___ Data shown

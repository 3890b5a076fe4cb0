//! Data-plane signaling server.

use anyhow::Context;
use connector_common::init_tracing;
use signaling_api::shutdown::{run_with_graceful_shutdown, wait_for_signal};
use signaling_api::{BASE_PATH, SignalingApiSettings, default_state, router};
use std::future::IntoFuture;
use tokio::net::TcpListener;
use tokio::sync::watch;
use tracing::info;

#[tokio::main]
async fn main() -> anyhow::Result<()> {
    let _ = dotenvy::dotenv();

    let settings = SignalingApiSettings::from_env().context("invalid configuration")?;
    init_tracing(&settings.tracing).context("failed to initialize tracing")?;

    let addr = settings.bind_address()?;
    let listener = TcpListener::bind(addr)
        .await
        .with_context(|| format!("failed to bind {addr}"))?;
    info!(%addr, base_path = BASE_PATH, "Data plane signaling API listening");

    let (drain, mut draining) = watch::channel(false);
    let server = axum::serve(listener, router(default_state(&settings)))
        .with_graceful_shutdown(async move {
            let _ = draining.wait_for(|d| *d).await;
        })
        .into_future();

    run_with_graceful_shutdown(server, wait_for_signal(), drain, settings.shutdown_timeout)
        .await
        .context("server error")?;

    info!("Data plane signaling API stopped");
    Ok(())
}
//! Type transformer registry.
//!
//! Transformers convert between wire representations (JSON objects) and
//! domain types. They are registered per `(input, output)` type pair and may
//! call back into the registry for nested values; problems found along the
//! way are collected on the [`TransformerContext`] and surface as a single
//! [`TransformFailure`].

#![forbid(unsafe_code)]
#![warn(missing_docs)]

pub mod context;
pub mod error;
pub mod jsonld;
pub mod registry;

pub use context::TransformerContext;
pub use error::TransformFailure;
pub use registry::{TypeTransformer, TypeTransformerRegistry};

/// A JSON object as used on the wire.
pub type JsonObject = serde_json::Map<String, serde_json::Value>;

/// Last path segment of a type name, e.g. `DataAddress` for `dataplane_spi::DataAddress`.
#[must_use]
pub fn short_type_name<T: ?Sized>() -> &'static str {
    let full = std::any::type_name::<T>();
    let base = full.split('<').next().unwrap_or(full);
    base.rsplit("::").next().unwrap_or(base)
}
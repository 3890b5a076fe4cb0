//! Shared test utilities for the connector extensions.
//!
//! This crate provides:
//! - Proptest generators for signaling and Vault inputs
//! - Recording mocks for data-plane clients
//! - Test fixtures with sample messages, instances and Vault responses

#![forbid(unsafe_code)]
#![warn(missing_docs)]

pub mod fixtures;
pub mod generators;
pub mod mocks;

pub use generators::*;
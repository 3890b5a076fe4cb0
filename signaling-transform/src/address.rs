//! Data address transformers.
//!
//! A data address is written as a flat object: `type` plus every property.

use crate::types;
use dataplane_spi::DataAddress;
use serde_json::Value;
use transform_core::jsonld::{self, TYPE};
use transform_core::{JsonObject, TransformerContext, TypeTransformer};

/// `DataAddress` to JSON.
#[derive(Debug, Default, Clone, Copy)]
pub struct DataAddressToJson;

impl TypeTransformer<DataAddress, JsonObject> for DataAddressToJson {
    fn transform(
        &self,
        address: &DataAddress,
        _context: &mut TransformerContext<'_>,
    ) -> Option<JsonObject> {
        let mut object = jsonld::nested_object(types::DATA_ADDRESS);
        object.insert(DataAddress::TYPE.into(), address.address_type().into());
        for (key, value) in address.properties() {
            object.insert(key.clone(), value.clone());
        }
        Some(object)
    }
}

/// JSON to `DataAddress`.
#[derive(Debug, Default, Clone, Copy)]
pub struct DataAddressFromJson;

impl TypeTransformer<JsonObject, DataAddress> for DataAddressFromJson {
    fn transform(
        &self,
        object: &JsonObject,
        context: &mut TransformerContext<'_>,
    ) -> Option<DataAddress> {
        let Some(type_value) = jsonld::property(object, DataAddress::TYPE) else {
            context.missing_mandatory_property(types::DATA_ADDRESS, DataAddress::TYPE);
            return None;
        };
        let Value::String(address_type) = type_value else {
            context.invalid_property(
                types::DATA_ADDRESS,
                DataAddress::TYPE,
                type_value,
                "expected a string",
            );
            return None;
        };

        let mut address = DataAddress::new(address_type.clone());
        for (key, value) in object {
            if jsonld::is_keyword(key) || key == TYPE {
                continue;
            }
            let compact = jsonld::compact_key(key);
            // The compact spelling wins when a term is written twice.
            if compact == DataAddress::TYPE || (compact != key.as_str() && object.contains_key(compact)) {
                continue;
            }
            address.set_property(compact, jsonld::unwrap_value(value).clone());
        }
        Some(address)
    }
}
//! Data-plane signaling client.
//!
//! [`DataPlaneSignalingClient`] sends start, suspend, terminate and
//! availability messages to one data-plane instance over HTTP.
//! [`DataFlowController`] picks the instance through the data-plane selector
//! and forwards to a client created by [`DataPlaneSignalingClientFactory`].

#![forbid(unsafe_code)]
#![warn(missing_docs)]

pub mod client;
pub mod controller;
pub mod factory;
pub mod settings;

pub use client::DataPlaneSignalingClient;
pub use controller::{DataFlowController, DataFlowResponse};
pub use factory::DataPlaneSignalingClientFactory;
pub use settings::SignalingClientSettings;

______

__Work task__. Repeating the listing in full, word for word, is the required output.

__Completed task__.
repository 3890b5a076fe4cb0
//! Data-plane signaling server.

use anyhow::Context;
use connector_common::init_tracing;
use signaling_api::shutdown::{run_with_graceful_shutdown, wait_for_signal};
use signaling_api::{BASE_PATH, SignalingApiSettings, default_state, router};
use std::future::IntoFuture;
use tokio::net::TcpListener;
use tokio::sync::watch;
use tracing::info;

#[tokio::main]
async fn main() -> anyhow::Result<()> {
    let _ = dotenvy::dotenv();

    let settings = SignalingApiSettings::from_env().context("invalid configuration")?;
    init_tracing(&settings.tracing).context("failed to initialize tracing")?;

    let addr = settings.bind_address()?;
    let listener = TcpListener::bind(addr)
        .await
        .with_context(|| format!("failed to bind {addr}"))?;
    info!(%addr, base_path = BASE_PATH, "Data plane signaling API listening");

    let (drain, mut draining) = watch::channel(false);
    let server = axum::serve(listener, router(default_state(&settings)))
        .with_graceful_shutdown(async move {
            let _ = draining.wait_for(|d| *d).await;
        })
        .into_future();

    run_with_graceful_shutdown(server, wait_for_signal(), drain, settings.shutdown_timeout)
        .await
        .context("server error")?;

    info!("Data plane signaling API stopped");
    Ok(())
}
//! Type transformer registry.
//!
//! Transformers convert between wire representations (JSON objects) and
//! domain types. They are registered per `(input, output)` type pair and may
//! call back into the registry for nested values; problems found along the
//! way are collected on the [`TransformerContext`] and surface as a single
//! [`TransformFailure`].

#![forbid(unsafe_code)]
#![warn(missing_docs)]

pub mod context;
pub mod error;
pub mod jsonld;
pub mod registry;

pub use context::TransformerContext;
pub use error::TransformFailure;
pub use registry::{TypeTransformer, TypeTransformerRegistry};

/// A JSON object as used on the wire.
pub type JsonObject = serde_json::Map<String, serde_json::Value>;

/// Last path segment of a type name, e.g. `DataAddress` for `dataplane_spi::DataAddress`.
#[must_use]
pub fn short_type_name<T: ?Sized>() -> &'static str {
    let full = std::any::type_name::<T>();
    let base = full.split('<').next().unwrap_or(full);
    base.rsplit("::").next().unwrap_or(base)
}
repository 3890b5a076fe4cb0
//! Shared test utilities for the connector extensions.
//!
//! This crate provides:
//! - Proptest generators for signaling and Vault inputs
//! - Recording mocks for data-plane clients
//! - Test fixtures with sample messages, instances and Vault responses

#![forbid(unsafe_code)]
#![warn(missing_docs)]

pub mod fixtures;
pub mod generators;
pub mod mocks;

pub use generators::*;
repository 3890b5a076fe4cb0
filename signaling-transform/src/address.rs
//! Data address transformers.
//!
//! A data address is written as a flat object: `type` plus every property.

use crate::types;
use dataplane_spi::DataAddress;
use serde_json::Value;
use transform_core::jsonld::{self, TYPE};
use transform_core::{JsonObject, TransformerContext, TypeTransformer};

/// `DataAddress` to JSON.
#[derive(Debug, Default, Clone, Copy)]
pub struct DataAddressToJson;

impl TypeTransformer<DataAddress, JsonObject> for DataAddressToJson {
    fn transform(
        &self,
        address: &DataAddress,
        _context: &mut TransformerContext<'_>,
    ) -> Option<JsonObject> {
        let mut object = jsonld::nested_object(types::DATA_ADDRESS);
        object.insert(DataAddress::TYPE.into(), address.address_type().into());
        for (key, value) in address.properties() {
            object.insert(key.clone(), value.clone());
        }
        Some(object)
    }
}

/// JSON to `DataAddress`.
#[derive(Debug, Default, Clone, Copy)]
pub struct DataAddressFromJson;

impl TypeTransformer<JsonObject, DataAddress> for DataAddressFromJson {
    fn transform(
        &self,
        object: &JsonObject,
        context: &mut TransformerContext<'_>,
    ) -> Option<DataAddress> {
        let Some(type_value) = jsonld::property(object, DataAddress::TYPE) else {
            context.missing_mandatory_property(types::DATA_ADDRESS, DataAddress::TYPE);
            return None;
        };
        let Value::String(address_type) = type_value else {
            context.invalid_property(
                types::DATA_ADDRESS,
                DataAddress::TYPE,
                type_value,
                "expected a string",
            );
            return None;
        };

        let mut address = DataAddress::new(address_type.clone());
        for (key, value) in object {
            if jsonld::is_keyword(key) || key == TYPE {
                continue;
            }
            let compact = jsonld::compact_key(key);
            // The compact spelling wins when a term is written twice.
            if compact == DataAddress::TYPE || (compact != key.as_str() && object.contains_key(compact)) {
                continue;
            }
            address.set_property(compact, jsonld::unwrap_value(value).clone());
        }
        Some(address)
    }
}
//! Data-plane signaling client.
//!
//! [`DataPlaneSignalingClient`] sends start, suspend, terminate and
//! availability messages to one data-plane instance over HTTP.
//! [`DataFlowController`] picks the instance through the data-plane selector
//! and forwards to a client created by [`DataPlaneSignalingClientFactory`].

#![forbid(unsafe_code)]
#![warn(missing_docs)]

pub mod client;
pub mod controller;
pub mod factory;
pub mod settings;

pub use client::DataPlaneSignalingClient;
pub use controller::{DataFlowController, DataFlowResponse};
pub use factory::DataPlaneSignalingClientFactory;
pub use settings::SignalingClientSettings;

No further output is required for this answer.